Зинаида Савишна (выходя из правой двери с Лебедевым, тихо). Что уселся там? Примадонна какая! Сиди с гостями! (Садится на прежнее место.)

Лебедев (зевает). Ох, грехи наши тяжкие! (Увидев Бабакину.) Батюшки, мармелад сидит! Рахат-лукум!..

Шабельский (входя с Ивановым из правой двери). Кто это здесь декламирует? Вы, Шурочка?

(А. Чехов. Иванов);

Хрущов. Здравствуй.

Желтухин. Работаешь? Отлично…

Соня. Что это вы рисуете?

Хрущов. Так… неинтересно.

(А. Чехов. Леший);

Румянцев… Прочесть изволь.

Алексей. Прочту ужо. Ступай…

(Д. Мережковский. Царевич Алексей).

При помощи форм настоящего актуального и прошедшего перфектного передаются и ситуации, разворачивающиеся за сценой. Информация в них дается сквозь призму непосредственного восприятия персонажей, см., например:

Карлица (смотря в окно). Матушка, Митрий-то Яковлич Рыков ловит того мужика, что ранил князя; на-ка, матушка, как тот кистенем-то отмахнулся, ажио шпажку у Митрия Яковлевича переломил!

(А. Писемский. Самоуправцы);

Мальчик. Мама, от кого дракон удирает по всему небу?

Все. Тссс!

1-й горожанин. Он не удирает, мальчик, он маневрирует.

Мальчик (указывает на небо). Мама, мама! Он перевернулся вверх ногами. Кто-то бьет его так, что искры летят!

Все. Тcсс!

(Е. Шварц. Дракон).

Настоящее актуальное, столь широко представленное в текстах драм, однако, лишь аналог соответствующего временного значения в естественной речи. Для драмы важна гомохронность с предполагаемым моментом речи на сцене, но в то же время этот род литературы связан с постоянным воспроизведением одних и тех же реплик при сценических воплощениях пьесы.
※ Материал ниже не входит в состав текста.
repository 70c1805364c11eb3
//! # Notifications
//!
//! Rules attached to a timeline ([`NotificationConfig`]) fire on lifecycle
//! triggers, optionally filtered by a declarative [`Condition`]. The
//! [`NotificationService`] renders `${item.*}` / `${timeline.*}` templates
//! and delivers them through per-channel [`NotificationHandler`]s.

mod config;
mod handlers;
mod service;
mod template;

pub use config::{Channel, Condition, NotificationConfig, Trigger};
pub use handlers::{
    ConsoleHandler, DispatchContext, NotificationHandler, RecordingHandler, RenderedNotification,
};
pub use service::{DispatchOutcome, NotificationError, NotificationService};
pub use template::{render, TemplateContext};
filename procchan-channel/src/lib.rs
//! Worker process channels for procchan
//!
//! A [`WorkerChannel`] spawns one out-of-process worker, moves opaque binary
//! payloads to and from it over the child's stdio, queues outbound payloads
//! while the transport is saturated, and shuts the worker down within a bounded
//! time even when it stops responding. The [`worker`] module is the matching
//! runtime for the child side.

pub mod channel;
pub mod error;
pub mod event;
pub mod launch;
pub mod queue;
pub mod worker;

mod kill;
mod pipe;

// Re-export main types
pub use channel::{ChannelState, WorkerChannel};
pub use error::ChannelError;
pub use event::{ChannelEvent, ChannelEvents, ExitInfo};
pub use launch::LaunchOptions;
pub use queue::{Flow, FrameSink, SendQueue};
pub use worker::{run_worker, PayloadHandler, WorkerExit};

// Configuration types callers need to build a channel
pub use procchan_config::{ChannelConfig, ThrottlePolicy};
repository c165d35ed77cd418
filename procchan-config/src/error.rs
//! Configuration error types

use thiserror::Error;

/// Configuration result type
pub type ConfigResult<T> = Result<T, ConfigError>;

/// Configuration errors
#[derive(Error, Debug)]
pub enum ConfigError {
    /// IO error reading configuration file
    #[error("Failed to read config file: {0}")]
    FileReadError(#[from] std::io::Error),

    /// YAML parsing error
    #[error("Failed to parse config: {0}")]
    ParseError(#[from] serde_yaml::Error),

    /// Environment variable error
    #[error("Environment variable error: {0}")]
    EnvError(String),

    /// Domain-specific configuration error
    #[error("Domain configuration error in {domain}: {message}")]
    DomainError { domain: String, message: String },
}
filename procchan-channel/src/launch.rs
//! How a worker process is launched

use std::ffi::{OsStr, OsString};
use std::path::{Path, PathBuf};
use std::process::Stdio;

use tokio::process::Command;
use tracing::warn;

/// Launch options for a worker process.
///
/// The channel only uses what is configured here; it never reads the host's
/// argv, environment or working directory on its own. Use
/// [`LaunchOptions::from_host`] to pass those through explicitly.
#[derive(Debug, Clone, Default)]
pub struct LaunchOptions {
    /// Interpreter or runtime that runs the entry point. When unset the entry
    /// point itself is executed.
    pub program: Option<PathBuf>,
    /// Flags for the interpreter, placed before the entry point
    pub exec_args: Vec<OsString>,
    /// Arguments placed after the entry point
    pub args: Vec<OsString>,
    /// Environment variables to set
    pub env: Vec<(OsString, OsString)>,
    /// Start from an empty environment instead of the inherited one
    pub clear_env: bool,
    /// Working directory; inherited when unset
    pub cwd: Option<PathBuf>,
}

impl LaunchOptions {
    /// Snapshot the host's arguments, environment and working directory
    pub fn from_host() -> Self {
        Self {
            program: None,
            exec_args: Vec::new(),
            args: std::env::args_os().skip(1).collect(),
            env: std::env::vars_os().collect(),
            clear_env: true,
            cwd: std::env::current_dir().ok(),
        }
    }

    pub fn with_program(mut self, program: impl Into<PathBuf>) -> Self {
        self.program = Some(program.into());
        self
    }

    pub fn with_exec_arg(mut self, arg: impl Into<OsString>) -> Self {
        self.exec_args.push(arg.into());
        self
    }

    pub fn with_arg(mut self, arg: impl Into<OsString>) -> Self {
        self.args.push(arg.into());
        self
    }

    pub fn with_args<I, S>(mut self, args: I) -> Self
    where
        I: IntoIterator<Item = S>,
        S: AsRef<OsStr>,
    {
        self.args
            .extend(args.into_iter().map(|a| a.as_ref().to_os_string()));
        self
    }

    pub fn with_env(mut self, key: impl Into<OsString>, value: impl Into<OsString>) -> Self {
        self.env.push((key.into(), value.into()));
        self
    }

    pub fn with_cwd(mut self, cwd: impl Into<PathBuf>) -> Self {
        self.cwd = Some(cwd.into());
        self
    }

    /// Build the command: `program [exec_args] entry [args]`, stdin and stdout
    /// piped for the control channel, stderr inherited.
    pub(crate) fn command(&self, entry: &Path) -> Command {
        let mut cmd = match &self.program {
            Some(program) => {
                let mut cmd = Command::new(program);
                cmd.args(&self.exec_args).arg(entry);
                cmd
            }
            None => {
                if !self.exec_args.is_empty() {
                    warn!(
                        "Ignoring {} interpreter flags for {}: no interpreter configured",
                        self.exec_args.len(),
                        entry.display()
                    );
                }
                Command::new(entry)
            }
        };

        cmd.args(&self.args);

        if self.clear_env {
            cmd.env_clear();
        }
        cmd.envs(self.env.iter().map(|(k, v)| (k, v)));

        if let Some(cwd) = &self.cwd {
            cmd.current_dir(cwd);
        }

        cmd.stdin(Stdio::piped())
            .stdout(Stdio::piped())
            .stderr(Stdio::inherit())
            .kill_on_drop(true);

        cmd
    }
}

#[cfg(test)]
mod tests {
    use super::*;

    fn argv(cmd: &Command) -> Vec<OsString> {
        let std_cmd = cmd.as_std();
        std::iter::once(std_cmd.get_program().to_os_string())
            .chain(std_cmd.get_args().map(|a| a.to_os_string()))
            .collect()
    }

    #[test]
    fn test_interpreter_layout() {
        let options = LaunchOptions::default()
            .with_program("node")
            .with_exec_arg("--max-old-space-size=512")
            .with_args(["--target", "web"]);

        let cmd = options.command(Path::new("worker.js"));
        assert_eq!(
            argv(&cmd),
            vec!["node", "--max-old-space-size=512", "worker.js", "--target", "web"]
                .into_iter()
                .map(OsString::from)
                .collect::<Vec<_>>()
        );
    }

    #[test]
    fn test_direct_entry_ignores_exec_args() {
        let options = LaunchOptions::default().with_exec_arg("--inspect").with_arg("-v");
        let cmd = options.command(Path::new("/usr/bin/worker"));
        assert_eq!(
            argv(&cmd),
            vec![OsString::from("/usr/bin/worker"), OsString::from("-v")]
        );
    }

    #[test]
    fn test_env_and_cwd_applied() {
        let options = LaunchOptions::default()
            .with_env("WORKER_MODE", "fast")
            .with_cwd("/tmp");
        let cmd = options.command(Path::new("w"));
        let std_cmd = cmd.as_std();

        let envs: Vec<_> = std_cmd.get_envs().collect();
        assert!(envs.contains(&(OsStr::new("WORKER_MODE"), Some(OsStr::new("fast")))));
        assert_eq!(std_cmd.get_current_dir(), Some(Path::new("/tmp")));
    }

    #[test]
    fn test_from_host_is_an_explicit_snapshot() {
        let options = LaunchOptions::from_host();
        assert!(options.clear_env);
        assert!(!options.env.is_empty());
        assert!(options.cwd.is_some());
    }
}
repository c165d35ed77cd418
//! End-to-end tests driving the echo worker binary through a real channel

use std::path::PathBuf;
use std::time::{Duration, Instant};

use bytes::Bytes;
use procchan_channel::{
    ChannelConfig, ChannelError, ChannelEvent, ChannelEvents, ChannelState, ExitInfo,
    LaunchOptions, ThrottlePolicy, WorkerChannel,
};

const EVENT_TIMEOUT: Duration = Duration::from_secs(10);

fn echo_worker() -> PathBuf {
    PathBuf::from(env!("CARGO_BIN_EXE_procchan-echo-worker"))
}

fn echo_channel(args: &[&str], config: ChannelConfig) -> (WorkerChannel, ChannelEvents) {
    WorkerChannel::new(
        echo_worker(),
        LaunchOptions::default().with_args(args),
        config,
    )
}

async fn next_event(events: &mut ChannelEvents) -> Option<ChannelEvent> {
    tokio::time::timeout(EVENT_TIMEOUT, events.recv())
        .await
        .expect("timed out waiting for a channel event")
}

async fn next_message(events: &mut ChannelEvents) -> Bytes {
    match next_event(events).await {
        Some(ChannelEvent::Message(payload)) => payload,
        other => panic!("expected a message, got {:?}", other),
    }
}

/// Collect the remaining events; the stream ends when the channel is done
async fn remaining_events(events: &mut ChannelEvents) -> Vec<ChannelEvent> {
    let mut rest = Vec::new();
    while let Some(event) = next_event(events).await {
        rest.push(event);
    }
    rest
}

fn exits(events: &[ChannelEvent]) -> Vec<ExitInfo> {
    events
        .iter()
        .filter_map(|event| match event {
            ChannelEvent::Exit(info) => Some(*info),
            _ => None,
        })
        .collect()
}

#[tokio::test]
async fn test_binary_payloads_round_trip_in_order() {
    let (mut channel, mut events) = echo_channel(&[], ChannelConfig::default());
    channel.start();
    assert!(channel.pid().is_some());

    let payloads: Vec<Bytes> = vec![
        Bytes::new(),
        Bytes::from((0..=255u8).collect::<Vec<_>>()),
        Bytes::from_static(b"terminate"),
        Bytes::from_static(b"line one\nline two\r\n\0"),
    ];
    for payload in &payloads {
        channel.send(payload.clone());
    }

    for expected in &payloads {
        assert_eq!(&next_message(&mut events).await, expected);
    }

    channel.stop().await;
    assert_eq!(channel.state(), ChannelState::Exited);

    let rest = remaining_events(&mut events).await;
    assert_eq!(exits(&rest), vec![ExitInfo { code: Some(0), signal: None }]);
}

#[tokio::test]
async fn test_order_survives_saturated_transport() {
    let config = ChannelConfig {
        high_water_mark: 1,
        throttle_policy: ThrottlePolicy::Signal,
        ..Default::default()
    };
    let (mut channel, mut events) = echo_channel(&[], config);
    channel.start();

    let count = 500u32;
    for i in 0..count {
        channel.send(Bytes::copy_from_slice(&i.to_be_bytes()));
    }

    for i in 0..count {
        let payload = next_message(&mut events).await;
        assert_eq!(payload.as_ref(), i.to_be_bytes());
    }

    channel.stop().await;
    assert_eq!(exits(&remaining_events(&mut events).await).len(), 1);
}

#[tokio::test]
async fn test_throttle_after_every_write_still_delivers_everything() {
    let config = ChannelConfig {
        throttle_policy: ThrottlePolicy::AlwaysAfterWrite,
        ..Default::default()
    };
    let (mut channel, mut events) = echo_channel(&[], config);
    channel.start();

    for i in 0..100u8 {
        channel.send(vec![i; (i as usize) * 10]);
    }
    for i in 0..100u8 {
        assert_eq!(next_message(&mut events).await, vec![i; (i as usize) * 10]);
    }

    channel.stop().await;
}

#[tokio::test]
async fn test_sends_before_start_are_delivered() {
    let (mut channel, mut events) = echo_channel(&[], ChannelConfig::default());
    assert_eq!(channel.state(), ChannelState::Created);

    channel.send(Bytes::from_static(b"early"));
    channel.start();

    assert_eq!(next_message(&mut events).await, Bytes::from_static(b"early"));
    channel.stop().await;
}

#[tokio::test]
async fn test_crash_is_reported_once_and_stop_does_not_hang() {
    let (mut channel, mut events) =
        echo_channel(&["--exit-after", "0", "--exit-code", "3"], ChannelConfig::default());
    channel.start();

    match next_event(&mut events).await {
        Some(ChannelEvent::Exit(info)) => assert_eq!(info.code, Some(3)),
        other => panic!("expected exit, got {:?}", other),
    }
    assert!(next_event(&mut events).await.is_none());

    let started = Instant::now();
    tokio::time::timeout(Duration::from_secs(2), channel.stop())
        .await
        .expect("stop after exit must return promptly");
    assert!(started.elapsed() < Duration::from_secs(1));
    assert_eq!(channel.state(), ChannelState::Exited);

    // A second stop is just as quick, and late sends are dropped quietly
    channel.stop().await;
    channel.send(Bytes::from_static(b"too late"));
}

#[tokio::test]
async fn test_worker_exit_after_replies_keeps_messages_before_exit() {
    let (mut channel, mut events) =
        echo_channel(&["--exit-after", "2", "--exit-code", "7"], ChannelConfig::default());
    channel.start();

    channel.send(Bytes::from_static(b"a"));
    channel.send(Bytes::from_static(b"b"));

    assert_eq!(next_message(&mut events).await, Bytes::from_static(b"a"));
    assert_eq!(next_message(&mut events).await, Bytes::from_static(b"b"));

    let rest = remaining_events(&mut events).await;
    assert_eq!(exits(&rest), vec![ExitInfo { code: Some(7), signal: None }]);
    channel.stop().await;
}

#[cfg(unix)]
#[tokio::test]
async fn test_unresponsive_worker_is_interrupted_after_timeout() {
    let shutdown_timeout = Duration::from_millis(300);
    let config = ChannelConfig {
        shutdown_timeout,
        ..Default::default()
    };
    let (mut channel, mut events) = echo_channel(&["--ignore-terminate"], config);
    channel.start();

    // Make sure the worker is up before asking it to go away
    channel.send(Bytes::from_static(b"ping"));
    assert_eq!(next_message(&mut events).await, Bytes::from_static(b"ping"));

    let started = Instant::now();
    channel.stop().await;
    let elapsed = started.elapsed();

    assert!(elapsed >= shutdown_timeout, "killed too early: {:?}", elapsed);
    assert!(elapsed < shutdown_timeout + Duration::from_secs(2), "killed too late: {:?}", elapsed);

    let rest = remaining_events(&mut events).await;
    assert_eq!(exits(&rest), vec![ExitInfo { code: None, signal: Some(2) }]);
}

#[cfg(unix)]
#[tokio::test]
async fn test_worker_ignoring_interrupt_is_killed_after_grace() {
    let shutdown_timeout = Duration::from_millis(200);
    let kill_grace = Duration::from_millis(300);
    let config = ChannelConfig {
        shutdown_timeout,
        kill_grace,
        ..Default::default()
    };
    let (mut channel, mut events) =
        echo_channel(&["--ignore-terminate", "--ignore-interrupt"], config);
    channel.start();

    // The interrupt listener is in place once the worker answers
    channel.send(Bytes::from_static(b"ping"));
    assert_eq!(next_message(&mut events).await, Bytes::from_static(b"ping"));

    let started = Instant::now();
    channel.stop().await;
    let elapsed = started.elapsed();

    let budget = shutdown_timeout + kill_grace;
    assert!(elapsed >= budget, "killed too early: {:?}", elapsed);
    assert!(elapsed < budget + Duration::from_secs(2), "killed too late: {:?}", elapsed);
    assert_eq!(channel.state(), ChannelState::Exited);

    let rest = remaining_events(&mut events).await;
    assert_eq!(exits(&rest), vec![ExitInfo { code: None, signal: Some(9) }]);
}

#[tokio::test]
async fn test_unbounded_shutdown_timeout_waits_for_exit() {
    let config = ChannelConfig {
        shutdown_timeout: Duration::MAX,
        kill_grace: Duration::MAX,
        ..Default::default()
    };
    let (mut channel, mut events) = echo_channel(&[], config);
    channel.start();

    channel.send(Bytes::from_static(b"hello"));
    assert_eq!(next_message(&mut events).await, Bytes::from_static(b"hello"));

    tokio::time::timeout(EVENT_TIMEOUT, channel.stop())
        .await
        .expect("stop with an unbounded timeout must still return on exit");
    assert_eq!(channel.state(), ChannelState::Exited);

    let rest = remaining_events(&mut events).await;
    assert_eq!(exits(&rest), vec![ExitInfo { code: Some(0), signal: None }]);
}

#[cfg(unix)]
#[tokio::test]
async fn test_queued_payloads_are_dropped_on_stop() {
    let config = ChannelConfig {
        shutdown_timeout: Duration::from_millis(600),
        high_water_mark: 1,
        throttle_policy: ThrottlePolicy::Signal,
        ..Default::default()
    };
    let (mut channel, mut events) =
        echo_channel(&["--ignore-terminate", "--delay-ms", "100"], config);
    channel.start();

    // The first payload saturates the transport; the rest wait in the queue
    let count = 10u8;
    for i in 0..count {
        channel.send(vec![i]);
    }
    channel.stop().await;
    channel.send(Bytes::from_static(b"after stop"));

    let rest = remaining_events(&mut events).await;
    let echoed: Vec<Bytes> = rest
        .iter()
        .filter_map(|event| match event {
            ChannelEvent::Message(payload) => Some(payload.clone()),
            _ => None,
        })
        .collect();

    assert!(!echoed.is_empty());
    assert!(echoed.len() <= 2, "queued payloads reached the worker: {:?}", echoed);
    for (i, payload) in echoed.iter().enumerate() {
        assert_eq!(payload.as_ref(), [i as u8]);
    }
    assert_eq!(exits(&rest), vec![ExitInfo { code: None, signal: Some(2) }]);
}

#[tokio::test]
async fn test_cooperative_worker_exits_before_timeout() {
    let config = ChannelConfig {
        shutdown_timeout: Duration::from_secs(5),
        ..Default::default()
    };
    let (mut channel, mut events) = echo_channel(&[], config);
    channel.start();

    channel.send(Bytes::from_static(b"warm up"));
    next_message(&mut events).await;

    let started = Instant::now();
    channel.stop().await;
    assert!(started.elapsed() < Duration::from_secs(5));

    let rest = remaining_events(&mut events).await;
    assert_eq!(exits(&rest), vec![ExitInfo { code: Some(0), signal: None }]);
}

#[tokio::test]
async fn test_messages_in_flight_during_stop_are_delivered() {
    let (mut channel, mut events) = echo_channel(&["--delay-ms", "100"], ChannelConfig::default());
    channel.start();

    channel.send(Bytes::from_static(b"slow"));
    channel.stop().await;

    let rest = remaining_events(&mut events).await;
    assert_eq!(rest.len(), 2, "unexpected events: {:?}", rest);
    assert_eq!(rest[0], ChannelEvent::Message(Bytes::from_static(b"slow")));
    assert!(matches!(rest[1], ChannelEvent::Exit(_)));
}

#[tokio::test]
async fn test_state_transitions() {
    let (mut channel, mut events) = echo_channel(&[], ChannelConfig::default());
    let mut states = channel.subscribe_state();
    assert_eq!(channel.state(), ChannelState::Created);

    channel.start();
    tokio::time::timeout(
        EVENT_TIMEOUT,
        states.wait_for(|state| matches!(state, ChannelState::Running(_))),
    )
    .await
    .unwrap()
    .unwrap();

    channel.stop().await;
    assert_eq!(channel.state(), ChannelState::Exited);
    remaining_events(&mut events).await;
}

#[tokio::test]
async fn test_spawn_failure_is_an_error_event() {
    let (mut channel, mut events) = WorkerChannel::new(
        "/nonexistent/procchan/worker",
        LaunchOptions::default(),
        ChannelConfig::default(),
    );
    channel.start();

    match next_event(&mut events).await {
        Some(ChannelEvent::Error(ChannelError::SpawnError(_))) => {}
        other => panic!("expected spawn error, got {:?}", other),
    }
    assert!(next_event(&mut events).await.is_none());
    assert_eq!(channel.state(), ChannelState::Exited);
    assert!(channel.pid().is_none());

    tokio::time::timeout(Duration::from_secs(1), channel.stop())
        .await
        .expect("stop on a channel that never spawned must return");
}

#[tokio::test]
async fn test_dropped_handle_shuts_worker_down() {
    let (mut channel, mut events) = echo_channel(&[], ChannelConfig::default());
    channel.start();
    channel.send(Bytes::from_static(b"bye"));
    assert_eq!(next_message(&mut events).await, Bytes::from_static(b"bye"));

    drop(channel);

    let rest = remaining_events(&mut events).await;
    assert_eq!(exits(&rest), vec![ExitInfo { code: Some(0), signal: None }]);
}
Драма характеризуется особой активностью речевых действий персонажей, которая часто превышает «ту, которая присуща поведению людей в первичной реальности» [Хализев: 13]. Слово в классической драме эквивалентно действию. Эта ее особенность обусловливает регулярное употребление форм настоящего перформативного в репликах героев, см., например:

Альберт. Прошу прощения! Я прошу, угомоните эту женщину!

(А. Галин. Конкурс);

Герцог. Я назначаю свадьбу двух семей!

(Г. Горин. «Чума на оба ваши дома!..»);

Ахмад… Да позволено будет перед лицом царевны сказать мне?

Амнерис. Позволяю!

(Н. Птушкина. Жемчужина черная, жемчужина белая).

Точкой отсчета для употребления форм времени в репликах персонажей драмы служит, как уже отмечалось, условный момент речи, совпадающий с тем или иным моментом сценического действия, см., например:

Градобоев. Что, человек божий, хозяева не спят еще?

Силан. Надо быть, нет; ужинать хотят.

Градобоев. Что поздно?

Силан. Да все раздор; бранятся подолгу, вот и опаздывают.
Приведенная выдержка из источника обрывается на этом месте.